A Liberal Interpretation
Published in The Journal Record
March 11, 2015
“Seek first to understand, then to be understood,” was Habit #5 in Stephen Covey’s landmark book, “The 7 Habits of Highly Effective People.” The basic principle of this habit was to say what you mean and mean what you say.
Apparently the Democrats in Congress failed to follow this principle when passing the Affordable Care Act. It is clear from editorials, TV coverage, and interviews during that period that the Democrats wanted to provide healthcare coverage for all Americans. Their method for providing this coverage was through the use of insurance exchanges. Each state was given the opportunity to develop its own exchange or allow the federal government to do it for them. Only thirteen states took advantage of this opportunity and developed their own exchanges. The primary method of getting insurance to low income Americans was to provide tax subsidies for people between 100% and 400% of poverty guidelines.

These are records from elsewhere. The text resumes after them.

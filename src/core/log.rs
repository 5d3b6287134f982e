use tracing::level_filters::LevelFilter;
use tracing_subscriber::{
    EnvFilter, filter::Targets, fmt, prelude::__tracing_subscriber_SubscriberExt,
    util::SubscriberInitExt,
};

/// Installs the global subscriber. `RUST_LOG` overrides the verbosity flag.
pub fn init_logging(verbose: bool) {
    let (level_filter, level) = if verbose {
        (LevelFilter::DEBUG, "debug")
    } else {
        (LevelFilter::WARN, "warn")
    };
    let app_filter = Targets::new().with_target("fxmoney", level_filter);
    let env_filter = EnvFilter::try_from_default_env().unwrap_or_else(|_| EnvFilter::new(level));

    tracing_subscriber::registry()
        .with(fmt::layer().pretty().without_time())
        .with(app_filter)
        .with(env_filter)
        .init();
}
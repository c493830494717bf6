//! # Application State
//!
//! Shared state for the Axum application, passed to all route handlers
//! via the `State` extractor, plus the environment-driven server
//! configuration.

use std::net::IpAddr;
use std::path::PathBuf;
use std::sync::Arc;

use heleus_store::StoreError;
use thiserror::Error;

use crate::middleware::metrics::ApiMetrics;
use crate::repository::RepositoryService;

/// Default artifact size ceiling: 512 MiB.
pub const DEFAULT_MAX_ARTIFACT_BYTES: u64 = 512 * 1024 * 1024;

/// Server configuration.
#[derive(Debug, Clone)]
pub struct AppConfig {
    /// Address to bind the HTTP server to.
    pub host: IpAddr,
    /// Port to bind the HTTP server to.
    pub port: u16,
    /// Root of the artifact store, registry and snapshots.
    pub data_dir: PathBuf,
    /// Largest accepted artifact, in bytes.
    pub max_artifact_bytes: u64,
}

impl Default for AppConfig {
    fn default() -> Self {
        Self {
            host: IpAddr::from([0, 0, 0, 0]),
            port: 5000,
            data_dir: PathBuf::from("./heleus-data"),
            max_artifact_bytes: DEFAULT_MAX_ARTIFACT_BYTES,
        }
    }
}

/// An environment variable held a value that could not be used.
#[derive(Error, Debug)]
#[error("invalid value {value:?} for {var}: {reason}")]
pub struct ConfigError {
    pub var: &'static str,
    pub value: String,
    pub reason: String,
}

impl AppConfig {
    /// Read the configuration from the process environment.
    ///
    /// | Variable | Default |
    /// |----------|---------|
    /// | `HELEUS_HOST` | `0.0.0.0` |
    /// | `PORT` | `5000` |
    /// | `HELEUS_DATA_DIR` | `./heleus-data` |
    /// | `HELEUS_MAX_ARTIFACT_BYTES` | 512 MiB |
    pub fn from_env() -> Result<Self, ConfigError> {
        Self::from_lookup(|var| std::env::var(var).ok())
    }

    /// Build a configuration from an arbitrary variable lookup.
    pub fn from_lookup(lookup: impl Fn(&str) -> Option<String>) -> Result<Self, ConfigError> {
        let defaults = Self::default();
        let host = parse_var(&lookup, "HELEUS_HOST")?.unwrap_or(defaults.host);
        let port = parse_var(&lookup, "PORT")?.unwrap_or(defaults.port);
        let data_dir = lookup("HELEUS_DATA_DIR")
            .filter(|v| !v.trim().is_empty())
            .map(PathBuf::from)
            .unwrap_or(defaults.data_dir);
        let max_artifact_bytes: u64 = parse_var(&lookup, "HELEUS_MAX_ARTIFACT_BYTES")?
            .unwrap_or(defaults.max_artifact_bytes);
        if max_artifact_bytes == 0 {
            return Err(ConfigError {
                var: "HELEUS_MAX_ARTIFACT_BYTES",
                value: "0".into(),
                reason: "must be greater than zero".into(),
            });
        }
        Ok(Self {
            host,
            port,
            data_dir,
            max_artifact_bytes,
        })
    }
}

fn parse_var<T>(
    lookup: &impl Fn(&str) -> Option<String>,
    var: &'static str,
) -> Result<Option<T>, ConfigError>
where
    T: std::str::FromStr,
    T::Err: std::fmt::Display,
{
    match lookup(var) {
        None => Ok(None),
        Some(value) if value.trim().is_empty() => Ok(None),
        Some(value) => value.trim().parse().map(Some).map_err(|e: T::Err| ConfigError {
            var,
            reason: e.to_string(),
            value,
        }),
    }
}

/// Shared application state.
#[derive(Debug, Clone)]
pub struct AppState {
    pub repository: Arc<RepositoryService>,
    pub metrics: ApiMetrics,
    pub config: AppConfig,
}

impl AppState {
    /// Open the data directory and build the state around it.
    pub fn open(config: AppConfig) -> Result<Self, StoreError> {
        let repository = RepositoryService::open(&config.data_dir, config.max_artifact_bytes)?;
        Ok(Self {
            repository: Arc::new(repository),
            metrics: ApiMetrics::new(),
            config,
        })
    }
}
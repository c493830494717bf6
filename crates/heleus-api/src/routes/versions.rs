//! # Versions API
//!
//! Read-only listing of frozen versions.

use axum::extract::{Path, State};
use axum::routing::get;
use axum::{Json, Router};
use heleus_core::wire::{SnapshotResponse, VersionsResponse};
use heleus_core::VersionName;

use crate::error::AppError;
use crate::state::AppState;

/// Build the versions router.
pub fn router() -> Router<AppState> {
    Router::new()
        .route("/api/v1/versions", get(list_versions))
        .route("/api/v1/versions/:version", get(get_version))
}

/// GET /api/v1/versions — All frozen versions, oldest first.
async fn list_versions(State(state): State<AppState>) -> Json<VersionsResponse> {
    Json(state.repository.list_versions())
}

/// GET /api/v1/versions/:version — One frozen version with its mapping.
async fn get_version(
    State(state): State<AppState>,
    Path(version): Path<String>,
) -> Result<Json<SnapshotResponse>, AppError> {
    let version = VersionName::new(version)?;
    Ok(Json(state.repository.get_version(&version)?))
}
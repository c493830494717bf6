//! End-to-end sync scenarios.
//!
//! Each test starts a real `heleus-server` router on an ephemeral port
//! backed by a fresh data directory and drives it through `HeleusClient`,
//! the same path the `heleus` CLI takes.

use std::path::Path;
use std::sync::Arc;

use heleus_api::state::{AppConfig, AppState};
use heleus_client::{ClientError, HeleusClient, NoProgress, ProgressObserver, PushOptions};
use heleus_core::{sha256_digest, AppName, VersionName, VersionSelector};
use url::Url;

struct TestServer {
    client: HeleusClient,
    _data: tempfile::TempDir,
    shutdown: Option<tokio::sync::oneshot::Sender<()>>,
}

impl Drop for TestServer {
    fn drop(&mut self) {
        if let Some(tx) = self.shutdown.take() {
            let _ = tx.send(());
        }
    }
}

/// Start a server on a random available port.
async fn start_server() -> TestServer {
    let data = tempfile::tempdir().expect("data dir");
    let config = AppConfig {
        data_dir: data.path().to_path_buf(),
        ..AppConfig::default()
    };
    let app = heleus_api::app(AppState::open(config).expect("open repository"));

    let listener = tokio::net::TcpListener::bind("127.0.0.1:0")
        .await
        .expect("failed to bind to random port");
    let port = listener.local_addr().unwrap().port();

    let (tx, rx) = tokio::sync::oneshot::channel::<()>();
    tokio::spawn(async move {
        axum::serve(listener, app.into_make_service())
            .with_graceful_shutdown(async {
                rx.await.ok();
            })
            .await
            .ok();
    });

    let client = HeleusClient::new(Url::parse(&format!("http://127.0.0.1:{port}")).unwrap())
        .expect("client");
    for _ in 0..50 {
        if client.status().await.is_ok() {
            break;
        }
        tokio::time::sleep(std::time::Duration::from_millis(50)).await;
    }

    TestServer {
        client,
        _data: data,
        shutdown: Some(tx),
    }
}

fn progress() -> Arc<dyn ProgressObserver> {
    Arc::new(NoProgress)
}

async fn push_bytes(client: &HeleusClient, workdir: &Path, filename: &str, bytes: &[u8]) {
    let path = workdir.join(filename);
    std::fs::write(&path, bytes).unwrap();
    client
        .push(&path, PushOptions::default(), progress())
        .await
        .expect("push");
}

#[tokio::test]
async fn repush_after_freeze_keeps_frozen_bytes() {
    let server = start_server().await;
    let client = &server.client;
    let work = tempfile::tempdir().unwrap();

    push_bytes(client, work.path(), "calc.apk", b"AAA").await;
    let apps = client.list_apps().await.unwrap();
    assert_eq!(apps.apps.len(), 1);
    assert_eq!(apps.apps[0].name.as_str(), "calc");
    assert_eq!(apps.apps[0].latest_hash, sha256_digest(b"AAA"));

    client.freeze(&VersionName::new("r1").unwrap()).await.unwrap();
    push_bytes(client, work.path(), "calc.apk", b"BBB").await;

    let calc = AppName::new("calc").unwrap();
    let latest_dir = tempfile::tempdir().unwrap();
    let latest = client
        .pull_app(&calc, &VersionSelector::Latest, latest_dir.path(), progress())
        .await
        .unwrap();
    assert_eq!(std::fs::read(&latest.path).unwrap(), b"BBB");

    let frozen_dir = tempfile::tempdir().unwrap();
    let frozen = client
        .pull_app(
            &calc,
            &VersionSelector::parse("r1").unwrap(),
            frozen_dir.path(),
            progress(),
        )
        .await
        .unwrap();
    assert_eq!(std::fs::read(&frozen.path).unwrap(), b"AAA");
    assert_eq!(frozen.path, frozen_dir.path().join("calc").join("calc.apk"));

    let history = client.list_all().await.unwrap();
    let hashes: Vec<_> = history.apps[0].versions.iter().map(|v| v.hash).collect();
    assert_eq!(hashes, vec![sha256_digest(b"AAA"), sha256_digest(b"BBB")]);
}

#[tokio::test]
async fn frozen_bundle_contains_every_app() {
    let server = start_server().await;
    let client = &server.client;
    let work = tempfile::tempdir().unwrap();

    push_bytes(client, work.path(), "app1.apk", b"one").await;
    push_bytes(client, work.path(), "app2.apk", b"two").await;
    client.freeze(&VersionName::new("rel1").unwrap()).await.unwrap();
    push_bytes(client, work.path(), "app1.apk", b"one-v2").await;

    let dest = tempfile::tempdir().unwrap();
    let bundle = client
        .pull_bundle(&VersionSelector::parse("rel1").unwrap(), dest.path(), progress())
        .await
        .unwrap();

    let mut names: Vec<String> = bundle
        .files
        .iter()
        .map(|p| p.file_name().unwrap().to_string_lossy().into_owned())
        .collect();
    names.sort();
    assert_eq!(names, vec!["app1.apk", "app2.apk"]);
    assert_eq!(std::fs::read(dest.path().join("app1.apk")).unwrap(), b"one");
    assert_eq!(std::fs::read(dest.path().join("app2.apk")).unwrap(), b"two");

    let latest = tempfile::tempdir().unwrap();
    client
        .pull_bundle(&VersionSelector::Latest, latest.path(), progress())
        .await
        .unwrap();
    assert_eq!(std::fs::read(latest.path().join("app1.apk")).unwrap(), b"one-v2");
}

#[tokio::test]
async fn refreezing_a_name_conflicts_and_keeps_original() {
    let server = start_server().await;
    let client = &server.client;
    let work = tempfile::tempdir().unwrap();
    let v1 = VersionName::new("v1").unwrap();

    push_bytes(client, work.path(), "calc.apk", b"AAA").await;
    client.freeze(&v1).await.unwrap();
    push_bytes(client, work.path(), "calc.apk", b"BBB").await;

    let err = client.freeze(&v1).await.unwrap_err();
    assert!(matches!(err, ClientError::Conflict(_)), "{err}");

    let snapshot = client.get_version(&v1).await.unwrap();
    assert_eq!(
        snapshot.apps[&AppName::new("calc").unwrap()],
        sha256_digest(b"AAA")
    );
    assert_eq!(client.list_versions().await.unwrap().versions.len(), 1);
}

#[tokio::test]
async fn missing_app_or_version_is_not_found_and_writes_nothing() {
    let server = start_server().await;
    let client = &server.client;
    let work = tempfile::tempdir().unwrap();
    push_bytes(client, work.path(), "calc.apk", b"AAA").await;

    let dest = tempfile::tempdir().unwrap();
    let err = client
        .pull_app(
            &AppName::new("ghost").unwrap(),
            &VersionSelector::Latest,
            dest.path(),
            progress(),
        )
        .await
        .unwrap_err();
    assert!(matches!(err, ClientError::NotFound(_)), "{err}");

    let err = client
        .pull_app(
            &AppName::new("calc").unwrap(),
            &VersionSelector::parse("nope").unwrap(),
            dest.path(),
            progress(),
        )
        .await
        .unwrap_err();
    assert!(matches!(err, ClientError::NotFound(_)), "{err}");

    let err = client
        .pull_bundle(&VersionSelector::parse("nope").unwrap(), dest.path(), progress())
        .await
        .unwrap_err();
    assert!(matches!(err, ClientError::NotFound(_)), "{err}");

    assert!(std::fs::read_dir(dest.path()).unwrap().next().is_none());
}

#[tokio::test]
async fn identical_pushes_share_one_artifact() {
    let server = start_server().await;
    let client = &server.client;
    let work = tempfile::tempdir().unwrap();

    let first = work.path().join("a.apk");
    let second = work.path().join("b.apk");
    std::fs::write(&first, b"same").unwrap();
    std::fs::write(&second, b"same").unwrap();

    let a = client.push(&first, PushOptions::default(), progress()).await.unwrap();
    let b = client.push(&second, PushOptions::default(), progress()).await.unwrap();
    assert_eq!(a.content_hash, b.content_hash);
    assert!(!a.deduplicated);
    assert!(b.deduplicated);

    let status = client.status().await.unwrap();
    assert_eq!(status.apps, 2);
}

#[tokio::test]
async fn concurrent_pushes_to_one_app_lose_nothing() {
    let server = start_server().await;
    let work = tempfile::tempdir().unwrap();

    let mut tasks = Vec::new();
    for i in 0..8 {
        let client = server.client.clone();
        let dir = work.path().join(format!("w{i}"));
        std::fs::create_dir_all(&dir).unwrap();
        let path = dir.join("calc.apk");
        std::fs::write(&path, format!("build-{i}")).unwrap();
        tasks.push(tokio::spawn(async move {
            client
                .push(&path, PushOptions::default(), progress())
                .await
                .map(|r| r.content_hash)
        }));
    }
    let mut pushed = Vec::new();
    for task in tasks {
        pushed.push(task.await.unwrap().unwrap());
    }

    let history = server.client.list_all().await.unwrap();
    assert_eq!(history.apps.len(), 1);
    let recorded: Vec<_> = history.apps[0].versions.iter().map(|v| v.hash).collect();
    assert_eq!(recorded.len(), 8);
    for hash in &pushed {
        assert!(recorded.contains(hash));
    }
    let apps = server.client.list_apps().await.unwrap();
    assert_eq!(Some(&apps.apps[0].latest_hash), recorded.last());
}

#[tokio::test]
async fn invalid_uploads_are_rejected_end_to_end() {
    let server = start_server().await;
    let client = &server.client;
    let work = tempfile::tempdir().unwrap();

    let empty = work.path().join("empty.apk");
    std::fs::write(&empty, b"").unwrap();
    let err = client
        .push(&empty, PushOptions::default(), progress())
        .await
        .unwrap_err();
    assert!(matches!(err, ClientError::InvalidArtifact(_)), "{err}");
    assert!(client.list_apps().await.unwrap().apps.is_empty());

    let err = client
        .freeze(&VersionName::new("r0").unwrap())
        .await
        .unwrap_err();
    assert!(matches!(err, ClientError::Conflict(_)), "{err}");
}
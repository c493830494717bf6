//! Transfer progress reporting.
//!
//! [`ProgressReader`] decorates any [`AsyncRead`] and tells a
//! [`ProgressObserver`] how many bytes each read produced. Downloads report
//! to the same observer trait chunk by chunk.

use std::io;
use std::pin::Pin;
use std::sync::Arc;
use std::task::{Context, Poll};

use tokio::io::{AsyncRead, ReadBuf};

/// Receives transfer progress. Implementations must be cheap; `advance`
/// runs on every chunk.
pub trait ProgressObserver: Send + Sync {
    /// A transfer begins. `total` is the declared length when known.
    fn start(&self, _label: &str, _total: Option<u64>) {}

    /// `bytes` more bytes were transferred.
    fn advance(&self, bytes: u64);

    /// The transfer ended, successfully or not.
    fn finish(&self) {}
}

/// Observer that discards everything.
#[derive(Debug, Clone, Copy, Default)]
pub struct NoProgress;

impl ProgressObserver for NoProgress {
    fn advance(&self, _bytes: u64) {}
}

/// An [`AsyncRead`] that reports every successful read to an observer.
pub struct ProgressReader<R> {
    inner: R,
    observer: Arc<dyn ProgressObserver>,
}

impl<R> ProgressReader<R> {
    pub fn new(inner: R, observer: Arc<dyn ProgressObserver>) -> Self {
        Self { inner, observer }
    }
}

impl<R> std::fmt::Debug for ProgressReader<R> {
    fn fmt(&self, f: &mut std::fmt::Formatter<'_>) -> std::fmt::Result {
        f.debug_struct("ProgressReader").finish_non_exhaustive()
    }
}

impl<R: AsyncRead + Unpin> AsyncRead for ProgressReader<R> {
    fn poll_read(
        mut self: Pin<&mut Self>,
        cx: &mut Context<'_>,
        buf: &mut ReadBuf<'_>,
    ) -> Poll<io::Result<()>> {
        let before = buf.filled().len();
        let this = &mut *self;
        let polled = Pin::new(&mut this.inner).poll_read(cx, buf);
        if let Poll::Ready(Ok(())) = polled {
            let read = buf.filled().len() - before;
            if read > 0 {
                this.observer.advance(read as u64);
            }
        }
        polled
    }
}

Now here’s the rub. The law clearly states those subsidies would be available in state exchanges, but makes no mention of subsidies for states with federal exchanges. Despite this limitation the IRS chose to adopt a liberal interpretation of the law and allowed subsidies in all states to all qualified applicants. As a result attorneys general in Oklahoma and other states have sued claiming the IRS has exceeded its authority. The Supreme Court is expected to deal with this complaint this summer. The issue is very clear. Does the law mean what it says and hence six to nine million Americans in states with federal exchanges should not have been eligible for these subsidies? Or, was the intent of Congress so clear that this was simply a clerical omission?
We are left with a handful of conclusions making the proponents of either side of this argument equally unattractive. Either the Democrats in Congress are so stupid or careless they allowed this oversight to occur, or the Republicans, by pressing the lawsuit and potentially overturning these helpful subsidies, are apathetic to the plight of the uninsured. They will appear to be self-righteous and even if technically correct, guilty of denying insurance for the first time to millions. A sad result for an ideological victory.
The Supreme Court gets to choose between stupidity on the one hand, and indifference on the other.